This week, Barron's has a cover story entitled, "Bye-Bye Bear." The basic idea is that the bear market is finally over for good and "America's money managers say stocks are cheap and the economy will keep growing."
The magazine may be right, if only because it has history on its side: The stock market has gone up an average of 10.5% in the third year of a presidential term going back to 1833, according to the Stock Trader's Almanac. But in general, newspapers and magazines are horrible predictors of future stock market movements. They're so bad, in fact, that they have been studied as a leading contrary indicator of stock prices.
Paul Montgomery, CEO of Montgomery Capital Management in Newport News, Va., is a stock market aficionado who has studied this pattern. According to Montgomery, within a year of a Time or Newsweek financial cover story appearing on newsstands, the market moves in the opposite direction 80% of the time. "By the time you see Time magazine at the checkout counter of every 7-Eleven store in the country, that story has already gotten though to investors," Montgomery says. "They've already had time to do their buying, so very little market remains to act on that story."
With Newsweek and Time covers, the lead-time can be as long as several weeks, Montgomery says. For business publications like Barron's and BusinessWeek (now Bloomberg Businessweek), the contrary view usually emerges within a week.
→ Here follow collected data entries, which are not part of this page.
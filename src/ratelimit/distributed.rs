//! Distributed sliding-window counter store.
//!
//! This module provides a counter store whose state lives in an external
//! ordered-set store shared by every service instance. Each key holds a log
//! of request timestamps; a check trims entries older than the window, counts
//! what is left, logs the current request and refreshes the key's expiry, all
//! as one atomic operation against the store.

use std::collections::BTreeSet;
use std::sync::atomic::{AtomicI64, AtomicU64, Ordering};
use std::sync::Arc;
use std::time::Duration;

use async_trait::async_trait;
use chrono::{DateTime, Utc};
use dashmap::DashMap;
use tracing::{debug, trace, warn};
use uuid::Uuid;

use super::backend::CounterStore;
use super::clock::{Clock, SystemClock};
use super::decision::Decision;
use super::policy::Policy;
use crate::error::{FloodgateError, Result};

/// Default bound on a single round trip to the external store.
pub const DEFAULT_BACKEND_TIMEOUT: Duration = Duration::from_millis(250);

/// One request to append to a key's event log.
#[derive(Debug, Clone, PartialEq, Eq)]
pub struct LogEntry {
    /// Request time in epoch milliseconds, used as the entry's score
    pub now_ms: i64,
    /// Window length in milliseconds
    pub window_ms: i64,
    /// Unique member name for this entry
    pub member: String,
}

impl LogEntry {
    /// Entries scored strictly below this are outside the window.
    pub fn cutoff_ms(&self) -> i64 {
        self.now_ms.saturating_sub(self.window_ms)
    }
}

/// An external store holding one ordered event log per key.
#[async_trait]
pub trait EventLog: Send + Sync {
    /// Atomically trim, count, insert and expire.
    ///
    /// Removes every entry of `key` scored below `entry.cutoff_ms()`, reads
    /// the remaining cardinality, inserts `entry` and sets the key to expire
    /// after `entry.window_ms`. Returns the cardinality read before the
    /// insert.
    async fn record(&self, key: &str, entry: LogEntry) -> Result<u64>;

    /// Delete the whole log for `key`.
    async fn remove(&self, key: &str) -> Result<()>;
}

#[derive(Debug, Default)]
struct MemorySet {
    entries: BTreeSet<(i64, String)>,
    expires_at_ms: i64,
}

/// An [`EventLog`] with sorted-set semantics kept in process memory.
///
/// Useful for tests and for running the sliding-window strategy on a single
/// node. Every operation on a key runs under that key's shard lock.
///
/// Expired keys are dropped by [`sweep`](Self::sweep), which `record` also
/// runs on its own at most once per window.
#[derive(Debug, Default)]
pub struct MemoryEventLog {
    sets: DashMap<String, MemorySet>,
    /// Earliest `now_ms` at which `record` sweeps again
    next_sweep_ms: AtomicI64,
}

impl MemoryEventLog {
    /// Create an empty log.
    pub fn new() -> Self {
        Self::default()
    }

    /// Number of entries currently stored for `key`, expired or not.
    pub fn entry_count(&self, key: &str) -> usize {
        self.sets.get(key).map(|set| set.entries.len()).unwrap_or(0)
    }

    /// Whether a log exists for `key`.
    pub fn contains(&self, key: &str) -> bool {
        self.sets.contains_key(key)
    }

    /// Number of keys currently held.
    pub fn len(&self) -> usize {
        self.sets.len()
    }

    /// Whether no keys are held.
    pub fn is_empty(&self) -> bool {
        self.sets.is_empty()
    }

    /// Drop every key whose expiry is at or before `now_ms`.
    ///
    /// Returns the number of keys removed.
    pub fn sweep(&self, now_ms: i64) -> usize {
        let before = self.sets.len();
        self.sets.retain(|_, set| set.expires_at_ms > now_ms);
        let removed = before.saturating_sub(self.sets.len());
        if removed > 0 {
            debug!(removed = removed, "swept expired event logs");
        }
        removed
    }

    fn maybe_sweep(&self, entry: &LogEntry) {
        let due = self.next_sweep_ms.load(Ordering::Relaxed);
        if entry.now_ms < due {
            return;
        }
        let next = entry.now_ms.saturating_add(entry.window_ms);
        if self
            .next_sweep_ms
            .compare_exchange(due, next, Ordering::Relaxed, Ordering::Relaxed)
            .is_ok()
        {
            self.sweep(entry.now_ms);
        }
    }
}

#[async_trait]
impl EventLog for MemoryEventLog {
    async fn record(&self, key: &str, entry: LogEntry) -> Result<u64> {
        // Must run before the entry guard below is taken.
        self.maybe_sweep(&entry);

        let mut set = self.sets.entry(key.to_string()).or_default();

        if set.expires_at_ms <= entry.now_ms {
            set.entries.clear();
        }

        let cutoff = entry.cutoff_ms();
        let kept = set.entries.split_off(&(cutoff, String::new()));
        set.entries = kept;

        let count = set.entries.len() as u64;
        set.entries.insert((entry.now_ms, entry.member));
        set.expires_at_ms = entry.now_ms.saturating_add(entry.window_ms);

        Ok(count)
    }

    async fn remove(&self, key: &str) -> Result<()> {
        self.sets.remove(key);
        Ok(())
    }
}

/// Sliding-window counters held in a shared [`EventLog`].
///
/// Every logged entry younger than the window counts against the key,
/// denied attempts included. A caller that keeps retrying while blocked
/// keeps its own window full; the log for a key never holds more than the
/// requests made within one window, and the store-side expiry removes it
/// once the key goes quiet.
///
/// Backend errors and timeouts fail open: the request is allowed, a warning
/// is logged and [`fail_open_count`](Self::fail_open_count) is incremented.
pub struct DistributedCounterStore {
    policy: Policy,
    log: Arc<dyn EventLog>,
    clock: Arc<dyn Clock>,
    namespace: String,
    timeout: Duration,
    fail_open_total: AtomicU64,
}

impl DistributedCounterStore {
    /// Create a store over `log` on the system clock.
    pub fn new(policy: Policy, log: Arc<dyn EventLog>) -> Self {
        Self {
            policy,
            log,
            clock: Arc::new(SystemClock::new()),
            namespace: String::new(),
            timeout: DEFAULT_BACKEND_TIMEOUT,
            fail_open_total: AtomicU64::new(0),
        }
    }

    /// Prefix every external key with `namespace`.
    pub fn with_namespace(mut self, namespace: impl Into<String>) -> Self {
        self.namespace = namespace.into();
        self
    }

    /// Bound each round trip to the external store by `timeout`.
    pub fn with_timeout(mut self, timeout: Duration) -> Self {
        self.timeout = timeout;
        self
    }

    /// Read time from `clock`.
    pub fn with_clock(mut self, clock: Arc<dyn Clock>) -> Self {
        self.clock = clock;
        self
    }

    /// The external key used for `key`.
    pub fn storage_key(&self, key: &str) -> String {
        format!("{}{}", self.namespace, key)
    }

    /// Count a request for `key` and decide whether it is within budget.
    pub async fn check(&self, key: &str) -> Decision {
        let now = self.clock.now();
        let reset_at = self.policy.window_end(now);
        let storage_key = self.storage_key(key);
        let now_ms = now.timestamp_millis();

        let entry = LogEntry {
            now_ms,
            window_ms: self.policy.window_millis(),
            member: format!("{}-{}", now_ms, Uuid::new_v4()),
        };

        trace!(key = %storage_key, now_ms, "Checking distributed rate limit");

        let record = self.log.record(&storage_key, entry);
        let count = match tokio::time::timeout(self.timeout, record).await {
            Ok(Ok(count)) => count,
            Ok(Err(e)) => return self.fail_open(&storage_key, &e, reset_at),
            Err(_) => {
                let e = FloodgateError::Backend(format!(
                    "event log call timed out after {:?}",
                    self.timeout
                ));
                return self.fail_open(&storage_key, &e, reset_at);
            }
        };

        let max = self.policy.max_requests();
        let allowed = count < max;

        if !allowed {
            debug!(
                key = %storage_key,
                count = count,
                limit = max,
                "Distributed rate limit exceeded"
            );
        }

        Decision {
            allowed,
            remaining: max.saturating_sub(count).saturating_sub(1),
            reset_at,
            total_requests: count + 1,
        }
    }

    /// Delete the event log for `key` in the external store.
    pub async fn reset(&self, key: &str) -> Result<()> {
        let storage_key = self.storage_key(key);

        match tokio::time::timeout(self.timeout, self.log.remove(&storage_key)).await {
            Ok(result) => result?,
            Err(_) => {
                return Err(FloodgateError::Backend(format!(
                    "event log reset timed out after {:?}",
                    self.timeout
                )))
            }
        }

        debug!(key = %storage_key, "Distributed rate limit reset");
        Ok(())
    }

    /// Number of checks that were allowed because the backend failed.
    pub fn fail_open_count(&self) -> u64 {
        self.fail_open_total.load(Ordering::Relaxed)
    }

    fn fail_open(&self, key: &str, error: &FloodgateError, reset_at: DateTime<Utc>) -> Decision {
        let total = self.fail_open_total.fetch_add(1, Ordering::Relaxed) + 1;

        warn!(
            key = %key,
            error = %error,
            fail_open_total = total,
            "Rate limit backend unavailable, allowing request"
        );

        Decision {
            allowed: true,
            remaining: self.policy.max_requests() - 1,
            reset_at,
            total_requests: 1,
        }
    }
}

#[async_trait]
impl CounterStore for DistributedCounterStore {
    async fn check(&self, key: &str) -> Decision {
        DistributedCounterStore::check(self, key).await
    }

    async fn reset(&self, key: &str) -> Result<()> {
        DistributedCounterStore::reset(self, key).await
    }

    fn policy(&self) -> &Policy {
        &self.policy
    }
}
With headlines in The New York Times, it takes just 48 hours for the opposite reality to emerge, he says.
Here are some classic examples in which the media acted as a contrarian indicator:
1. BusinessWeek's classic cover story on "The Death of Equities" on Aug. 13, 1979. Inflation was raging, and 7 million shareholders had fled the marketplace, the magazine reported. The Dow Jones industrial average stood at just 875. As we now know, it climbed to 11,000 within 20 years.
2.Time magazine anointed Amazon CEO Jeff Bezos "Man of the Year" on Dec. 27, 1999. Just a week earlier, Amazon stock hit a high of $113 a share. By Oct. 1, 2001 the stock was trading for $5.51.
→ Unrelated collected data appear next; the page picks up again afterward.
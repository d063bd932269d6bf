//! Configuration management for Floodgate.

use serde::{Deserialize, Serialize};
use std::collections::HashMap;
use std::path::Path;
use std::sync::Arc;
use std::time::Duration;
use tracing::info;

use crate::error::{FloodgateError, Result};
use crate::ratelimit::{EndpointClass, LimiterOptions, SystemClock, DEFAULT_KEY_PREFIX};

/// Main configuration for the rate limiting core.
#[derive(Debug, Clone, Serialize, Deserialize)]
pub struct FloodgateConfig {
    /// Which counter store backs the limiters
    #[serde(default)]
    pub backend: BackendConfig,

    /// In-process cleanup sweep interval in seconds
    #[serde(default = "default_cleanup_interval")]
    pub cleanup_interval_secs: u64,

    /// Bound on each call to a shared store in milliseconds
    #[serde(default = "default_backend_timeout")]
    pub backend_timeout_ms: u64,

    /// Prefix for keys written to a shared store
    #[serde(default = "default_key_prefix")]
    pub key_prefix: String,

    /// Per-class policy overrides; classes not listed keep their defaults
    #[serde(default)]
    pub policies: HashMap<EndpointClass, PolicyOverride>,
}

impl Default for FloodgateConfig {
    fn default() -> Self {
        Self {
            backend: BackendConfig::default(),
            cleanup_interval_secs: default_cleanup_interval(),
            backend_timeout_ms: default_backend_timeout(),
            key_prefix: default_key_prefix(),
            policies: HashMap::new(),
        }
    }
}

/// Counter store selection.
#[derive(Debug, Clone, Default, PartialEq, Eq, Serialize, Deserialize)]
#[serde(tag = "type", rename_all = "snake_case")]
pub enum BackendConfig {
    /// Fixed-window counters in this process
    #[default]
    InProcess,
    /// Sliding-window logs in Redis
    Redis {
        /// Redis connection URL
        url: String,
    },
}

/// Replacement policy for one endpoint class.
#[derive(Debug, Clone, Copy, PartialEq, Eq, Serialize, Deserialize)]
pub struct PolicyOverride {
    /// Window length in seconds
    pub window_secs: u64,
    /// Maximum requests per window
    pub max_requests: u64,
}

fn default_cleanup_interval() -> u64 {
    300
}

fn default_backend_timeout() -> u64 {
    250
}

fn default_key_prefix() -> String {
    DEFAULT_KEY_PREFIX.to_string()
}

impl FloodgateConfig {
    /// Load configuration from a YAML file.
    pub fn from_file<P: AsRef<Path>>(path: P) -> Result<Self> {
        let path = path.as_ref();
        info!(path = %path.display(), "Loading rate limit configuration");

        let contents = std::fs::read_to_string(path)?;
        Self::from_yaml(&contents)
    }

    /// Load configuration from a YAML string.
    pub fn from_yaml(yaml: &str) -> Result<Self> {
        if yaml.trim().is_empty() {
            return Ok(Self::default());
        }

        let config: FloodgateConfig = serde_yaml::from_str(yaml)
            .map_err(|e| FloodgateError::Config(format!("Failed to parse rate limit config: {}", e)))?;

        if config.cleanup_interval_secs == 0 {
            return Err(FloodgateError::Config(
                "cleanup_interval_secs must be greater than zero".to_string(),
            ));
        }
        if config.backend_timeout_ms == 0 {
            return Err(FloodgateError::Config(
                "backend_timeout_ms must be greater than zero".to_string(),
            ));
        }

        Ok(config)
    }

    /// Limiter tuning derived from this configuration, on the system clock.
    pub fn limiter_options(&self) -> LimiterOptions {
        LimiterOptions {
            key_prefix: self.key_prefix.clone(),
            cleanup_interval: Duration::from_secs(self.cleanup_interval_secs),
            backend_timeout: Duration::from_millis(self.backend_timeout_ms),
            clock: Arc::new(SystemClock::new()),
        }
    }
}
3. Time ran a cover story on June 13, 2005, called "Home $weet Home," which explained "why we're going gaga over real estate." If you went out and bought a condo on that news, you could be underwater: Average house prices plummeted 28% in the ensuing five years.. (And TIme's cover this past Sept. 11, "The Case Against Homeownership," may be a signal to buy.)
4. Time has also been behind the curve on the auto industry. Its Nov. 9, 1992, cover was entitled "Can GM Survive in Today's World?" After that piece ran, GM stock rose 60%. This was followed a year later, in December 1993, by "Autos: Back on the Fast Track," when the industry really began to run out of gas.
5. The Economist, ever the highbrow, can still be a contrary indicator. In March 1999, the magazine published a cover story headlined "Drowning in Oil." "The world is awash with the stuff and it is likely to remain so," the Economist predicted. At the time, oil sold for the rock-bottom price of $10 a barrel. It's $83 today.
6. The newsmagazines devote a lot of coverage to the dollar and other currencies, but they rarely seem to get it right. Newsweek International's May 7, 2010, cover was entitled "End of the euro." (No question mark.) The euro traded at $1.27 when the article hit the streets. It has risen more than 10% since then, trading at $1.39 this week.
7. BusinessWeek on Oct. 3, 1982, proclaimed that the war for domination of the personal computer market was over. "And the winner is. . .IBM." We all know how that turned out: IBM (IBM) rival Apple (AAPL) has a market cap $250 billion, and IBM sold its personal computer division to a Chinese company for $1.75 billion.